"Steinberg (English, SUNY Fredonia) argues that Jewish perspectives are crucial to understanding medieval life, literature, and culture....Accessible style and frequent reference to anthologies and seminal studies in English recommend the book for medievalists and generalists without Jewish studies training. Recommended." - Choice
"[A] well-researched yet highly accessible overview of medieval Jewry that takes neither a predominantly Western Christian approach to medieval history nor one limited to Hebrew-speaking audiences. Steinberg bridges the gap between works by medieval historians possessing a deep knowledge of the period but having almost no knowledge of the unique role and contributions of Jews during the era, and works by Jewish scholars presuming in the reader a prior knowledge of Jewish identity, history, culture, and language....Scholarly yet highly accessible, this book fills a significant gap in the literature of the field and is recommended for all academic and most public libraries." - Library Journal
"Steinberg offers an accessible and lively history of the Jewish experience in the Middle Ages for both scholars and non-scholars while also providing insight into Christianity and Islam by comparing and contrasting the three major Abrahamic faiths of the medieval world.
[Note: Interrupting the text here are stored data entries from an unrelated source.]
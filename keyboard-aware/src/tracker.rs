use crate::{
    DetectorPolicy, KeyboardState, KeyboardTransition, KeyboardTransitionEvent,
    KeyboardVisibilityDetector, MeasurementSample, TrackerOptions, ViewId,
};

/// Keyboard state for one view instance.
///
/// The tracker owns the only mutable state of the detection path: the height recorded by the
/// previous measurement pass and the resulting [`KeyboardState`]. Your adapter drives it by
/// calling [`KeyboardTracker::on_measure`] from the toolkit's measure callback.
///
/// The tracker forwards every detector result. A second `Shown` while the keyboard is already
/// visible (e.g. an emoji panel replacing the keyboard) is emitted again with the new height.
#[derive(Clone, Debug)]
pub struct KeyboardTracker {
    view_id: ViewId,
    options: TrackerOptions,
    detector: KeyboardVisibilityDetector,
    previous_height: u32,
    state: KeyboardState,
    last_event: Option<KeyboardTransitionEvent>,
}

impl KeyboardTracker {
    pub fn new(view_id: ViewId, options: TrackerOptions) -> Self {
        kdebug!(view_id, policy = ?options.policy, enabled = options.enabled, "KeyboardTracker::new");
        Self {
            view_id,
            detector: KeyboardVisibilityDetector::new(options.policy),
            options,
            previous_height: 0,
            state: KeyboardState::Unknown,
            last_event: None,
        }
    }

    pub fn view_id(&self) -> ViewId {
        self.view_id
    }

    pub fn options(&self) -> &TrackerOptions {
        &self.options
    }

    pub fn set_options(&mut self, options: TrackerOptions) {
        self.detector.set_policy(options.policy);
        self.options = options;
        ktrace!(
            view_id = self.view_id,
            policy = ?self.options.policy,
            enabled = self.options.enabled,
            "KeyboardTracker::set_options"
        );
    }

    /// Clones the current options, applies `f`, then delegates to `set_options`.
    pub fn update_options(&mut self, f: impl FnOnce(&mut TrackerOptions)) {
        let mut next = self.options.clone();
        f(&mut next);
        self.set_options(next);
    }

    pub fn set_policy(&mut self, policy: DetectorPolicy) {
        self.update_options(|o| o.policy = policy);
    }

    pub fn enabled(&self) -> bool {
        self.options.enabled
    }

    pub fn set_enabled(&mut self, enabled: bool) {
        if self.options.enabled == enabled {
            return;
        }
        self.update_options(|o| o.enabled = enabled);
    }

    pub fn set_on_transition(
        &mut self,
        on_transition: Option<impl Fn(&KeyboardTransitionEvent) + Send + Sync + 'static>,
    ) {
        self.options = self.options.clone().with_on_transition(on_transition);
    }

    pub fn detector(&self) -> &KeyboardVisibilityDetector {
        &self.detector
    }

    pub fn state(&self) -> KeyboardState {
        self.state
    }

    pub fn is_keyboard_visible(&self) -> bool {
        self.state.is_visible()
    }

    /// Height recorded by the last measurement pass (`0` before the first one).
    pub fn previous_height(&self) -> u32 {
        self.previous_height
    }

    pub fn last_event(&self) -> Option<KeyboardTransitionEvent> {
        self.last_event
    }

    /// Forgets the recorded height and returns to [`KeyboardState::Unknown`].
    ///
    /// Use this when the toolkit recycles the view for different content.
    pub fn reset(&mut self) {
        self.previous_height = 0;
        self.state = KeyboardState::Unknown;
        self.last_event = None;
    }

    /// Feeds one measurement pass.
    ///
    /// `now_ms` must be a monotonic clock (e.g. uptime in milliseconds). Returns the event to
    /// dispatch, if any.
    pub fn on_measure(
        &mut self,
        sample: MeasurementSample,
        now_ms: u64,
    ) -> Option<KeyboardTransitionEvent> {
        ktrace!(
            view_id = self.view_id,
            current_width = sample.current_width,
            current_height = sample.current_height,
            proposed_width = sample.proposed_width,
            proposed_height = sample.proposed_height,
            "KeyboardTracker::on_measure"
        );

        let transition = if self.options.enabled {
            self.detector.evaluate(sample, self.previous_height)
        } else {
            None
        };

        if sample.proposed_height != 0 {
            self.previous_height = sample.proposed_height;
            if self.state == KeyboardState::Unknown {
                self.state = KeyboardState::KeyboardHidden;
            }
        }

        let transition = transition?;
        Some(self.emit(transition, now_ms))
    }

    fn emit(&mut self, transition: KeyboardTransition, now_ms: u64) -> KeyboardTransitionEvent {
        self.state = transition.target_state();
        let event = KeyboardTransitionEvent::new(self.view_id, now_ms, transition);
        kdebug!(
            view_id = self.view_id,
            timestamp_ms = now_ms,
            transition = ?transition,
            "KeyboardTracker: keyboard transition"
        );
        if let Some(cb) = &self.options.on_transition {
            cb(&event);
        }
        self.last_event = Some(event);
        event
    }
}
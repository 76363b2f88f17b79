use crate::ContentOffset;

/// Height of a standard bottom tab bar, subtracted from the keyboard space when the scroll view
/// already sits above one.
pub const DEFAULT_TAB_BAR_HEIGHT: u32 = 49;
/// Distance kept between the focused input and the keyboard.
pub const DEFAULT_EXTRA_HEIGHT: u32 = 75;
/// Delay before scrolling to the focused input, matching the keyboard animation.
pub const DEFAULT_KEYBOARD_OPENING_TIME_MS: u64 = 250;

/// Configuration for [`crate::KeyboardAwareScrollController`].
///
/// With `feature = "serde"`, this type implements `Serialize`/`Deserialize`; missing fields take
/// their defaults.
#[derive(Clone, Copy, Debug, PartialEq, Eq)]
#[cfg_attr(feature = "serde", derive(serde::Serialize, serde::Deserialize))]
#[cfg_attr(feature = "serde", serde(default))]
pub struct ScrollControllerOptions {
    /// Extra offset kept between the focused input and the keyboard.
    pub extra_height: u32,
    /// Extra space added to the keyboard space (e.g. to keep a footer above the keyboard).
    pub extra_scroll_height: u32,
    pub keyboard_opening_time_ms: u64,
    pub view_is_inside_tab_bar: bool,
    pub tab_bar_height: u32,
    /// Scroll to the focused input when the keyboard shows.
    pub enable_automatic_scroll: bool,
    /// Restore a scroll position when the keyboard hides.
    pub enable_reset_scroll_to_coords: bool,
    /// Position restored on hide. When `None`, the offset captured on show is used instead.
    pub reset_scroll_to_coords: Option<ContentOffset>,
}

impl Default for ScrollControllerOptions {
    fn default() -> Self {
        Self {
            extra_height: DEFAULT_EXTRA_HEIGHT,
            extra_scroll_height: 0,
            keyboard_opening_time_ms: DEFAULT_KEYBOARD_OPENING_TIME_MS,
            view_is_inside_tab_bar: false,
            tab_bar_height: DEFAULT_TAB_BAR_HEIGHT,
            enable_automatic_scroll: true,
            enable_reset_scroll_to_coords: true,
            reset_scroll_to_coords: None,
        }
    }
}

impl ScrollControllerOptions {
    pub fn new() -> Self {
        Self::default()
    }

    pub fn with_extra_height(mut self, extra_height: u32) -> Self {
        self.extra_height = extra_height;
        self
    }

    pub fn with_extra_scroll_height(mut self, extra_scroll_height: u32) -> Self {
        self.extra_scroll_height = extra_scroll_height;
        self
    }

    pub fn with_keyboard_opening_time_ms(mut self, delay_ms: u64) -> Self {
        self.keyboard_opening_time_ms = delay_ms;
        self
    }

    pub fn with_view_is_inside_tab_bar(mut self, inside: bool) -> Self {
        self.view_is_inside_tab_bar = inside;
        self
    }

    pub fn with_tab_bar_height(mut self, tab_bar_height: u32) -> Self {
        self.tab_bar_height = tab_bar_height;
        self
    }

    pub fn with_enable_automatic_scroll(mut self, enabled: bool) -> Self {
        self.enable_automatic_scroll = enabled;
        self
    }

    pub fn with_enable_reset_scroll_to_coords(mut self, enabled: bool) -> Self {
        self.enable_reset_scroll_to_coords = enabled;
        self
    }

    pub fn with_reset_scroll_to_coords(mut self, coords: Option<ContentOffset>) -> Self {
        self.reset_scroll_to_coords = coords;
        self
    }

    /// Combined margin the focused input must keep above the keyboard.
    pub fn total_extra_height(&self) -> u32 {
        self.extra_height.saturating_add(self.extra_scroll_height)
    }

    /// Keyboard space while no keyboard is shown.
    pub(crate) fn resting_keyboard_space(&self) -> u32 {
        if self.view_is_inside_tab_bar {
            self.tab_bar_height.saturating_add(self.extra_scroll_height)
        } else {
            self.extra_scroll_height
        }
    }
}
His extenisve citations encourage further exploration for readers interested in pursuing the subject." - MultiCultural Review
Theodore Steinberg illuminates many aspects of medieval Jewish life, not as historical curiosities but as living history. He follows two major themes - the survival and accomplishment of Judaism in a world that became increasingly hostile and the survival of rabbinic Judaism - but also attempts to capture what life might have been like for Jewish men and women as they went about their ordinary activities. Despite popular misconceptions, Jewish life in the Middle Ages was not merely a succession of horrors. There were horrors aplenty - massacres, oppression, absurd accusations, expulsions - but Judaism during what we call the Middle Ages must not be defined by those horrors. The survival of the Jews in the face of those horrors is, on one level, miraculous; but on another level, mere survival may not in itself be significant. What is more so is that in the face of those horrors, Jews created a vibrant personal, moral, intellectual, artistic culture.In the Middle Ages, philosophy and religion were often intertwined.
Perhaps the greatest accomplishment of medieval Jewry, however, and a major theme throughout this study, is the creation, transmission, and development of rabbinic Judaism. Even though Judaism continued to develop after the Middle Ages, that medieval construct continues to exercise a powerful influence on modern Judaism.